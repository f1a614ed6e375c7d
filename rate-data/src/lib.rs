pub mod export;
pub mod loader;

pub use export::{
    EXPORT_FILE_NAME, EXPORT_LABEL, EXPORT_MIME, ExportError, export_download, write_csv,
};
pub use loader::{LoadError, load_from_file, load_from_reader, load_from_str};
// policy.rs — Call-site policy flags.
//
// Each call site decides how strict the gate is: whether a network mismatch
// blocks, and which non-owner roles count. The defaults match the common
// case, an owner-only action on the account's own network, with proposers
// permitted.

use serde::{Deserialize, Serialize};

/// Per-call-site configuration for the permission gate.
///
/// Serde field defaults mirror [`GatePolicy::default`], so a TOML or JSON
/// config only needs to name the flags it overrides.
#[derive(Debug, Clone, Copy, PartialEq, Eq, Serialize, Deserialize)]
#[serde(default)]
pub struct GatePolicy {
    /// Deny with `WrongNetwork` when the wallet is connected to a different
    /// network than the account. Defaults to `true`.
    pub check_network: bool,
    /// Waive the role requirement entirely. Defaults to `false`.
    pub allow_non_owner: bool,
    /// Count spending-limit beneficiaries as an allowed role.
    /// Defaults to `false`.
    pub allow_spending_limit: bool,
    /// Count proposers as an allowed role. Defaults to `true`.
    pub allow_proposer: bool,
    /// Permit the action on an account that has not been deployed yet.
    /// Defaults to `false`.
    pub allow_undeployed_safe: bool,
}

impl Default for GatePolicy {
    fn default() -> Self {
        Self {
            check_network: true,
            allow_non_owner: false,
            allow_spending_limit: false,
            allow_proposer: true,
            allow_undeployed_safe: false,
        }
    }
}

━━━━━━━━━━

- [Exercise objective]: The full set of entries above has to be restated exactly.

- [Problem solution]:
repository f1a614ed6e375c7d
filename rate-data/src/lib.rs
pub mod export;
pub mod loader;

pub use export::{
    EXPORT_FILE_NAME, EXPORT_LABEL, EXPORT_MIME, ExportError, export_download, write_csv,
};
pub use loader::{LoadError, load_from_file, load_from_reader, load_from_str};
// policy.rs — Call-site policy flags.
//
// Each call site decides how strict the gate is: whether a network mismatch
// blocks, and which non-owner roles count. The defaults match the common
// case, an owner-only action on the account's own network, with proposers
// permitted.

use serde::{Deserialize, Serialize};

/// Per-call-site configuration for the permission gate.
///
/// Serde field defaults mirror [`GatePolicy::default`], so a TOML or JSON
/// config only needs to name the flags it overrides.
#[derive(Debug, Clone, Copy, PartialEq, Eq, Serialize, Deserialize)]
#[serde(default)]
pub struct GatePolicy {
    /// Deny with `WrongNetwork` when the wallet is connected to a different
    /// network than the account. Defaults to `true`.
    pub check_network: bool,
    /// Waive the role requirement entirely. Defaults to `false`.
    pub allow_non_owner: bool,
    /// Count spending-limit beneficiaries as an allowed role.
    /// Defaults to `false`.
    pub allow_spending_limit: bool,
    /// Count proposers as an allowed role. Defaults to `true`.
    pub allow_proposer: bool,
    /// Permit the action on an account that has not been deployed yet.
    /// Defaults to `false`.
    pub allow_undeployed_safe: bool,
}

impl Default for GatePolicy {
    fn default() -> Self {
        Self {
            check_network: true,
            allow_non_owner: false,
            allow_spending_limit: false,
            allow_proposer: true,
            allow_undeployed_safe: false,
        }
    }
}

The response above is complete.